Will Juan Soto top Shohei Ohtani's
deal? In the era of deferred money, it might depend on the math
Send a link to a friend
[December 07, 2024]
By RONALD BLUM
NEW YORK (AP) — Deciding whether Juan Soto tops Shohei Ohtani for
baseball’s largest contract could be in the eye of the beholder
because of all the deferred money in Ohtani's deal.
Ohtani agreed last December to a $700 million, 10-year deal with the
Los Angeles Dodgers, easily exceeding the previous high set when
Mike Trout and the Los Angeles Angels struck a $426.5 million,
12-year agreement through 2030.
Ohtani’s deal includes $680 million in deferred money payable from
2034-43. There are several interpretations for how to value that
deal in current dollars:
1. For baseball's luxury tax, the average annual value is pegged at
$46.08 million using a 4.33% discount rate.
2. The players' association uses a 5% rate, which puts the value at
$43.75 million per season.
3. For MLB's regular payroll, a 10% rate results in a $28.21 million
per year rate.
Soto could get a contract of 10-to-15 years for $600 million or
more.
His agent, Scott Boras, is not a big fan of deferred money and
thinks teams might not insist on delaying the cash.
“I think it’s much less of an issue than it was before,” Boras said.
“Deferral as a mechanism for me, is it: Will it impede my ability to
get the greatest asset I can acquire? And the answer to that is I
don’t think they’re going to want to do anything that impedes their
primary pursuit and goal.”
The interest figure used for discounting to determine luxury tax
value is set in the collective bargaining agreement as the federal
mid-term rate defined in section 1274(d) of the Internal Revenue
Code for the October preceding the initial contract year.
That rate dropped to 3.7% this offseason, which meant if Ohtani’s
deal had been agreed to this month, its annual luxury tax value
would have been about $49.3 million. That would have resulted in an
additional $3.5 million annual tax bill for the Dodgers, who will
exceed the top threshold and would pay additional tax at a 110% rate
on each dollar.
MLB’s regular payrolls, which use the same rate as the one for
calculating the qualifying offer price based on the 125 largest
contracts, use the prime rate set by J.P. Morgan Chase on the
preceding Nov. 1 plus 1%, rounded to the nearest full percentage
point. That figure dropped to 9% for this offseason.
Deferred compensation must be funded by the second July 1 after the
season in which it was earned, discounted to a present-day value at
a 5% rate.
Los Angeles owes deferred payments just over $1 billion due from
2028-46 to Ohtani, Mookie Betts, Freddie Freeman, Will Smith,
Teoscar Hernández, Blake Snell and Tommy Edman.

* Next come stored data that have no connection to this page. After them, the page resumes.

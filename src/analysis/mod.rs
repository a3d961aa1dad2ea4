//! Analysis orchestration.
//!
//! One shared immutable buffer, four independent read-only computations —
//! hashing, entropy, string extraction, and the dispatched format parser —
//! joined all-or-nothing into a single [`AnalysisReport`]. The sub-analyses
//! carry no shared mutable state, so they run on parallel tasks with no
//! locking; the only synchronization point is the final join.
//!
//! Cross-cutting anomaly heuristics live here rather than in the parsers:
//! the high-entropy rule consumes the buffer-wide entropy score, and the
//! declared-type-vs-content check consumes the dispatch outcome, so both
//! stay independent of parser logic.

pub mod report;

use crate::config::AnalysisConfig;
use crate::detect;
use crate::entropy::{shannon_entropy, HIGH_ENTROPY_THRESHOLD};
use crate::error::Result;
use crate::formats::{self, Capabilities};
use crate::hashing::compute_hashes;
use crate::io::read_file_bounded;
use crate::strings::extract_printable_strings;
use report::{AnalysisReport, FileInput};
use std::path::Path;
use tracing::{debug, info, info_span};

/// Analyze one file with default configuration and capabilities.
pub fn analyze(input: &FileInput) -> AnalysisReport {
    analyze_with(input, &AnalysisConfig::default(), &Capabilities::default())
}

/// Analyze one file.
///
/// Warning order is deterministic: parser warnings in parser order, then
/// the high-entropy flag, then the declared-type mismatch flag.
pub fn analyze_with(
    input: &FileInput,
    config: &AnalysisConfig,
    capabilities: &Capabilities,
) -> AnalysisReport {
    let data = input.bytes.as_ref();
    let span = info_span!(
        "analyze",
        file = input.file_name.as_deref().unwrap_or("<memory>"),
        size_bytes = data.len()
    );
    let _guard = span.enter();
    info!("start");

    let format = detect::detect(input.mime.as_deref(), input.file_name.as_deref());
    debug!(format = ?format, "dispatched");

    let min_length = config.strings.min_length;
    let (hashes, (entropy, (strings, parsed))) = rayon::join(
        || compute_hashes(data),
        || {
            rayon::join(
                || shannon_entropy(data),
                || {
                    rayon::join(
                        || extract_printable_strings(data, min_length),
                        || formats::parse_dispatched(format, data, capabilities),
                    )
                },
            )
        },
    );

    let mut warnings = parsed.warnings;
    if entropy > HIGH_ENTROPY_THRESHOLD {
        warnings.push(format!(
            "High entropy ({:.2} bits/byte) suggests encrypted or compressed content",
            entropy
        ));
    }
    if let Some(hint) = detect::sniff_content(data) {
        if detect::content_conflicts(format, &hint) {
            warnings.push(format!(
                "Declared type does not match content: magic bytes indicate {} (.{})",
                hint.mime, hint.extension
            ));
        }
    }

    info!(
        file_type = ?parsed.kind,
        warnings = warnings.len(),
        "complete"
    );

    AnalysisReport {
        file_name: input.file_name.clone(),
        file_size: data.len() as u64,
        file_type: parsed.kind,
        hashes,
        entropy,
        metadata: parsed.metadata,
        warnings,
        chunks: parsed.chunks,
        xml_dump: parsed.xml_dump,
        strings,
    }
}

/// Convenience entry point: one bounded read, then in-memory analysis.
///
/// This is the only place the engine touches the filesystem; an unreadable
/// or oversized file fails here, for this file only.
pub fn analyze_path<P: AsRef<Path>>(path: P, config: &AnalysisConfig) -> Result<AnalysisReport> {
    let path = path.as_ref();
    let bytes = read_file_bounded(path, &config.io)?;
    let mut input = FileInput::new(bytes);
    if let Some(name) = path.file_name().and_then(|n| n.to_str()) {
        input = input.with_file_name(name);
    }
    Ok(analyze_with(&input, config, &Capabilities::default()))
}

#[cfg(test)]
mod tests {
    use super::*;
    use crate::analysis::report::{FileKind, Metadata};

    #[test]
    fn unknown_format_report_is_complete_and_silent() {
        let input = FileInput::new(&b"plain unclassified bytes here"[..])
            .with_file_name("evidence.bin");
        let report = analyze(&input);
        assert_eq!(report.file_type, FileKind::Unknown);
        assert_eq!(report.metadata, Metadata::unsupported());
        assert!(report.warnings.is_empty());
        assert_eq!(report.file_size, 29);
        assert_eq!(report.hashes.md5.len(), 32);
        assert!(report.entropy > 0.0);
        assert!(report
            .strings
            .iter()
            .any(|s| s.contains("plain unclassified")));
    }

    #[test]
    fn high_entropy_warning_fires_above_threshold() {
        // Pseudo-random bytes push entropy past 7.5 bits/byte.
        let mut rng = 99u64;
        let data: Vec<u8> = (0..1 << 16)
            .map(|_| {
                rng = rng.wrapping_mul(6364136223846793005).wrapping_add(1442695040888963407);
                (rng >> 33) as u8
            })
            .collect();
        let report = analyze(&FileInput::new(data));
        assert!(report
            .warnings
            .iter()
            .any(|w| w.contains("High entropy")));
    }

    #[test]
    fn low_entropy_buffer_stays_silent() {
        let report = analyze(&FileInput::new(vec![b'a'; 4096]));
        assert!(!report.warnings.iter().any(|w| w.contains("High entropy")));
    }

    #[test]
    fn mime_dispatch_beats_extension() {
        let png_magic = [0x89u8, 0x50, 0x4E, 0x47, 0x0D, 0x0A, 0x1A, 0x0A];
        let mut data = png_magic.to_vec();
        data.extend(0u32.to_be_bytes());
        data.extend(b"IEND");
        data.extend(crc32_of(b"IEND").to_be_bytes());
        let input = FileInput::new(data)
            .with_mime("image/png")
            .with_file_name("evidence.dat");
        let report = analyze(&input);
        assert_eq!(report.file_type, FileKind::Png);
        assert!(report.chunks.is_some());
    }

    fn crc32_of(bytes: &[u8]) -> u32 {
        let mut hasher = crc32fast::Hasher::new();
        hasher.update(bytes);
        hasher.finalize()
    }

    #[test]
    fn content_mismatch_is_flagged() {
        // PNG bytes analyzed under a declared JPEG type.
        let png_magic = [0x89u8, 0x50, 0x4E, 0x47, 0x0D, 0x0A, 0x1A, 0x0A];
        let mut data = png_magic.to_vec();
        data.extend(0u32.to_be_bytes());
        data.extend(b"IEND");
        data.extend(crc32_of(b"IEND").to_be_bytes());
        let input = FileInput::new(data).with_mime("image/jpeg");
        let report = analyze(&input);
        assert_eq!(report.file_type, FileKind::Image);
        assert!(report
            .warnings
            .iter()
            .any(|w| w.contains("does not match content")));
    }

    #[test]
    fn identical_bytes_yield_identical_reports() {
        let input = FileInput::new(&b"determinism check"[..]).with_file_name("same.bin");
        let a = serde_json::to_string(&analyze(&input)).unwrap();
        let b = serde_json::to_string(&analyze(&input)).unwrap();
        assert_eq!(a, b);
    }
}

[to top of second column] |

New York Yankees' Juan Soto celebrates after hitting a home run
against the Los Angeles Dodgers during the third inning in Game 2 of
the baseball World Series, Saturday, Oct. 26, 2024, in Los Angeles.
(AP Photo/Godofredo A. Vásquez, File)

“It's just trying to kick dollars down the road,”
St. Louis Cardinals president of baseball operations John Mozeliak
said at the general managers meetings last month.
Ohtani's payments are two-thirds of the total owed.
“It was a unique situation for where a club was, a unique situation
for a player who has very significant earning potential outside of
strictly his compensation from a club," New York Mets president of
baseball operations David Stearns said. “Those other ones are much
more representative of what you see in sort of standard contracts
around the industry. Each organization, each ownership group is
going to have a slightly different perspective on this, on how
they’re calculating the returns off of that deferred compensation.”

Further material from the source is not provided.